The City of Orange is a local government area in the Central West region of New South Wales, Australia. Based in Orange, the area is located adjacent to the Mitchell Highway and the Main Western railway line.

==Suburbs and localities==
===Suburbs of Orange===

- Bletchington
- Bloomfield
- Bowen
- Calare
- Canobolas
- Clifton Grove
- Glenroi
- Narrambla
- Orange East
- Orange South
- Suma Park
- Summer Hill
- Warrendine

===Other localities===

- Huntley
- Lucknow
- March
- Shadforth
- Spring Creek
- Spring Hill
- Springside

==Heritage listings==
The City of Orange has a number of heritage-listed sites, including:
- 4570–4578 Mitchell Highway, : Wentworth and Reform Gold Mines
- 219–255 Anson Street, Orange: Uniting Church and Kindergarten Hall
- 3–25 Bathurst Road, Orange: Bowen Terrace
- 84 Byng Street, Orange: Union Bank of Australia building
- Forest Road, Orange: Bloomfield Hospital
- Peisley Street, Orange: Orange railway station
- 24–26 Summer Street, Orange: Cook Park
- 29 Summer Street, Orange: Berrilea
- 221 Summer Street, Orange: Orange Post Office
- Woodward Street, Orange: Duntryleague

==Council history==
Situated on Blackman's Swamp Creek, Orange was proclaimed a village in 1846 and the local parish was named by the Surveyor General, Major Sir Thomas Mitchell, in honour of Prince William of Orange, whom had been an associate of in the Peninsular War, when both were aides-de-camp to the Duke of Wellington, whose title was bestowed on the valley to the west by John Oxley. Much of the town's subsequent growth and development in the early years was due to the discovery of gold in 1851 at Ophir and Lucknow. The resulting gold rush attracted a wide range of people and business to the district, many of whom settled in the region and developed a strong agricultural industry, particularly in the growing of wheat and barley.
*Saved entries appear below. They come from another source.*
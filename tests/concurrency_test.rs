//! Concurrent checkpoint tests
//!
//! Drives the checkpoint pool with many sessions at once and with racing
//! snapshots of the same session.

use std::sync::Arc;

use chrono::{DateTime, Duration, TimeZone, Utc};
use tempfile::TempDir;
use tokio::task::JoinSet;

use session_continuity::config::{Config, WorkerConfig};
use session_continuity::state::{
    CompilationStatus, DatabaseStatus, ElementType, NextAction, Priority, SessionState, Task,
};
use session_continuity::storage::{MemoryBackend, StorageBackend};
use session_continuity::{CheckpointPool, ContinuityService};

fn base_time() -> DateTime<Utc> {
    Utc.with_ymd_and_hms(2025, 3, 14, 9, 0, 0).single().unwrap()
}

fn snapshot(id: &str, step: i64) -> SessionState {
    SessionState::new(id)
        .with_timestamp(Some(base_time() + Duration::seconds(step)))
        .with_phase("Phase 3.1")
        .with_progress(step as f64)
        .with_completed_task(Task::completed("t1", "Storage layer", "Phase 2.1"))
        .with_next_action(NextAction::new("Keep going", Priority::Medium, 30))
        .with_compilation(CompilationStatus::succeeded(0))
        .with_database(DatabaseStatus::healthy("sqlite"))
        .with_toolchain("rustc 1.80.0")
        .with_build_tool_status("ok")
}

fn memory_service(dir: &TempDir) -> (Vec<Arc<MemoryBackend>>, Arc<ContinuityService>) {
    let mut config = Config::default();
    config.docs.dir = dir.path().join("docs");

    let backends: Vec<Arc<MemoryBackend>> = (0..3)
        .map(|i| Arc::new(MemoryBackend::new(format!("memory-{}", i))))
        .collect();
    let dyn_backends: Vec<Arc<dyn StorageBackend>> = backends
        .iter()
        .map(|b| b.clone() as Arc<dyn StorageBackend>)
        .collect();
    (
        backends,
        Arc::new(ContinuityService::new(dyn_backends, &config)),
    )
}

async fn submit_all(pool: Arc<CheckpointPool>, states: Vec<SessionState>) -> usize {
    let mut set = JoinSet::new();
    for state in states {
        let pool = Arc::clone(&pool);
        set.spawn(async move { pool.submit(state).await });
    }

    let mut persisted = 0;
    while let Some(joined) = set.join_next().await {
        let report = joined.unwrap().unwrap();
        if report.persisted() {
            persisted += 1;
        }
    }

    if let Ok(pool) = Arc::try_unwrap(pool) {
        pool.shutdown().await;
    }
    persisted
}

#[cfg(test)]
mod pool_tests {
    use super::*;

    #[tokio::test(flavor = "multi_thread", worker_threads = 4)]
    async fn test_many_sessions_in_parallel() {
        let dir = TempDir::new().unwrap();
        let (backends, service) = memory_service(&dir);
        let pool = Arc::new(CheckpointPool::new(
            Arc::clone(&service),
            &WorkerConfig {
                worker_count: 4,
                queue_capacity: 8,
            },
        ));

        let states: Vec<SessionState> = (0..40)
            .map(|i| snapshot(&format!("session-{}", i), i))
            .collect();
        assert_eq!(submit_all(pool, states).await, 40);

        for backend in &backends {
            assert_eq!(backend.len().await, 40);
        }
        let ctx = service
            .recovery()
            .reconstruct_context("session-17")
            .await
            .unwrap();
        assert_eq!(ctx.value(ElementType::SessionId), Some("session-17"));
        assert_eq!(ctx.to_session_state().progress_percentage, 17.0);
    }

    #[tokio::test(flavor = "multi_thread", worker_threads = 4)]
    async fn test_racing_snapshots_of_one_session_keep_newest() {
        let dir = TempDir::new().unwrap();
        let (backends, service) = memory_service(&dir);
        let pool = Arc::new(CheckpointPool::new(
            Arc::clone(&service),
            &WorkerConfig {
                worker_count: 6,
                queue_capacity: 4,
            },
        ));

        let states: Vec<SessionState> = (0..24).map(|i| snapshot("shared", i)).collect();
        assert_eq!(submit_all(pool, states).await, 24);

        for backend in &backends {
            let stored = backend.read("shared").await.unwrap().unwrap();
            assert_eq!(stored.progress_percentage, 23.0, "{}", backend.location());
        }

        let cv = service.redundancy().cross_validate_session("shared").await;
        assert!(cv.consistent, "{:?}", cv.issues);

        // Documents may lag behind, but the newest write wins every element.
        let ctx = service.recovery().reconstruct_context("shared").await.unwrap();
        let recovered = ctx.to_session_state();
        assert_eq!(recovered.timestamp, Some(base_time() + Duration::seconds(23)));
        assert_eq!(recovered.progress_percentage, 23.0);
    }

    #[tokio::test(flavor = "multi_thread", worker_threads = 4)]
    async fn test_pool_over_default_backends() {
        let dir = TempDir::new().unwrap();
        let mut config = Config::default();
        config.storage.data_dir = dir.path().join("data");
        config.database.path = dir.path().join("data").join("continuity.db");
        config.docs.dir = dir.path().join("docs");

        let service = Arc::new(ContinuityService::open(&config).await.unwrap());
        let pool = Arc::new(CheckpointPool::new(Arc::clone(&service), &config.workers));

        let states: Vec<SessionState> = (0..12)
            .map(|i| snapshot(&format!("disk-{}", i % 4), i))
            .collect();
        assert_eq!(submit_all(pool, states).await, 12);

        for i in 0..4 {
            let id = format!("disk-{}", i);
            let capability = service.redundancy().analyze_recovery_capability(&id).await;
            assert!(capability.survives_single_loss, "{}", id);
            assert_eq!(capability.readable_locations.len(), 4);
        }
    }
}
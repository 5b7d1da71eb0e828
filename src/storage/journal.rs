use std::collections::HashMap;
use std::io::SeekFrom;
use std::path::{Path, PathBuf};

use async_trait::async_trait;
use tokio::fs::{self, OpenOptions};
use tokio::io::{AsyncReadExt, AsyncSeekExt, AsyncWriteExt};
use tokio::sync::Mutex;
use tracing::{info, warn};

use super::{write_atomic, write_order, StorageBackend};
use crate::error::{StorageError, StorageResult};
use crate::state::SessionState;

/// Journal size past which a write compacts the file.
pub const DEFAULT_COMPACT_THRESHOLD_BYTES: u64 = 4 * 1024 * 1024;

/// Append-only JSON Lines journal shared by all sessions.
///
/// Every write appends one complete line. A reader takes the newest entry for
/// a session; a line torn by a crash mid-append is skipped. Once the file
/// grows past the compaction threshold (and to twice its last compacted
/// size) it is atomically rewritten to the newest entry per session.
pub struct JournalBackend {
    location: String,
    path: PathBuf,
    compact_threshold: u64,
    /// Serializes appends; holds the file size after the last compaction.
    append: Mutex<u64>,
}

impl JournalBackend {
    /// Create the backend, creating the parent directory if needed.
    pub async fn new(location: impl Into<String>, path: impl Into<PathBuf>) -> StorageResult<Self> {
        let path = path.into();
        if let Some(parent) = path.parent() {
            fs::create_dir_all(parent).await?;
        }
        Ok(Self {
            location: location.into(),
            path,
            compact_threshold: DEFAULT_COMPACT_THRESHOLD_BYTES,
            append: Mutex::new(0),
        })
    }

    /// Compact once the file reaches `bytes`.
    pub fn with_compact_threshold(mut self, bytes: u64) -> Self {
        self.compact_threshold = bytes;
        self
    }

    /// Path of the journal file.
    pub fn path(&self) -> &Path {
        &self.path
    }

    /// Rewrite the journal to the newest entry per session.
    ///
    /// Returns the number of lines dropped.
    pub async fn compact(&self) -> StorageResult<usize> {
        let mut compacted_len = self.append.lock().await;
        self.compact_locked(&mut compacted_len).await
    }

    async fn compact_locked(&self, compacted_len: &mut u64) -> StorageResult<usize> {
        let raw = match fs::read_to_string(&self.path).await {
            Ok(raw) => raw,
            Err(e) if e.kind() == std::io::ErrorKind::NotFound => return Ok(0),
            Err(e) => return Err(e.into()),
        };

        let total = raw.lines().filter(|l| !l.trim().is_empty()).count();
        let (entries, _) = latest_per_session(&raw);

        let mut contents = Vec::new();
        for entry in &entries {
            contents.extend(serde_json::to_vec(entry)?);
            contents.push(b'\n');
        }
        write_atomic(&self.path, &contents).await?;
        *compacted_len = contents.len() as u64;

        let dropped = total - entries.len();
        info!(
            location = %self.location,
            sessions = entries.len(),
            dropped,
            "Journal compacted"
        );
        Ok(dropped)
    }
}

/// Newest entry per session, in order of first appearance, plus the count
/// of unreadable lines. Later lines win ties.
fn latest_per_session(raw: &str) -> (Vec<SessionState>, usize) {
    let mut entries: Vec<SessionState> = Vec::new();
    let mut index: HashMap<String, usize> = HashMap::new();
    let mut skipped = 0usize;

    for line in raw.lines().filter(|l| !l.trim().is_empty()) {
        let entry: SessionState = match serde_json::from_str(line) {
            Ok(entry) => entry,
            Err(_) => {
                skipped += 1;
                continue;
            }
        };
        match index.get(&entry.session_id) {
            Some(&i) => {
                if write_order(&entry) >= write_order(&entries[i]) {
                    entries[i] = entry;
                }
            }
            None => {
                index.insert(entry.session_id.clone(), entries.len());
                entries.push(entry);
            }
        }
    }

    (entries, skipped)
}

#[async_trait]
impl StorageBackend for JournalBackend {
    fn location(&self) -> &str {
        &self.location
    }

    async fn write(&self, state: &SessionState) -> StorageResult<()> {
        if state.session_id.trim().is_empty() {
            return Err(StorageError::Query {
                message: "session id must not be empty".to_string(),
            });
        }

        let mut line = serde_json::to_vec(state)?;
        line.push(b'\n');

        let mut compacted_len = self.append.lock().await;
        let mut file = OpenOptions::new()
            .create(true)
            .read(true)
            .append(true)
            .open(&self.path)
            .await?;

        // Terminate a torn tail so the new entry starts on its own line.
        if file.metadata().await?.len() > 0 {
            file.seek(SeekFrom::End(-1)).await?;
            let mut last = [0u8; 1];
            file.read_exact(&mut last).await?;
            if last[0] != b'\n' {
                line.insert(0, b'\n');
            }
        }

        file.write_all(&line).await?;
        file.sync_data().await?;

        let len = file.metadata().await?.len();
        if len >= self.compact_threshold.max(*compacted_len * 2) {
            drop(file);
            // The entry is already durable; a failed compaction is retried
            // on a later write.
            if let Err(e) = self.compact_locked(&mut compacted_len).await {
                warn!(location = %self.location, error = %e, "Journal compaction failed");
            }
        }
        Ok(())
    }

    async fn read(&self, session_id: &str) -> StorageResult<Option<SessionState>> {
        let raw = match fs::read_to_string(&self.path).await {
            Ok(raw) => raw,
            Err(e) if e.kind() == std::io::ErrorKind::NotFound => return Ok(None),
            Err(e) => return Err(e.into()),
        };

        let (entries, skipped) = latest_per_session(&raw);
        if skipped > 0 {
            warn!(location = %self.location, skipped, "Skipped unreadable journal lines");
        }

        Ok(entries.into_iter().find(|entry| entry.session_id == session_id))
    }
}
Orange was first incorporated on 9 January 1860 when the Municipality of Orange was proclaimed. The first election for a six-member council was held on 9 February 1860, with John Peisley elected as the first chairman. The first meeting of the council was held at the Court House on 18 February 1860, with George Dolquhorn appointed as the first Town Clerk.

This new council fell into controversy within a few years however, with the legality of the council constitution questioned in 1866 and the council suspended by order of the Supreme Court of New South Wales. With the Municipalities Act 1867, the Council was reconstituted and a new council was elected on 14 February 1868. In 1888, the Municipality of East Orange was proclaimed and merged with the Orange Municipality on 24 December 1912.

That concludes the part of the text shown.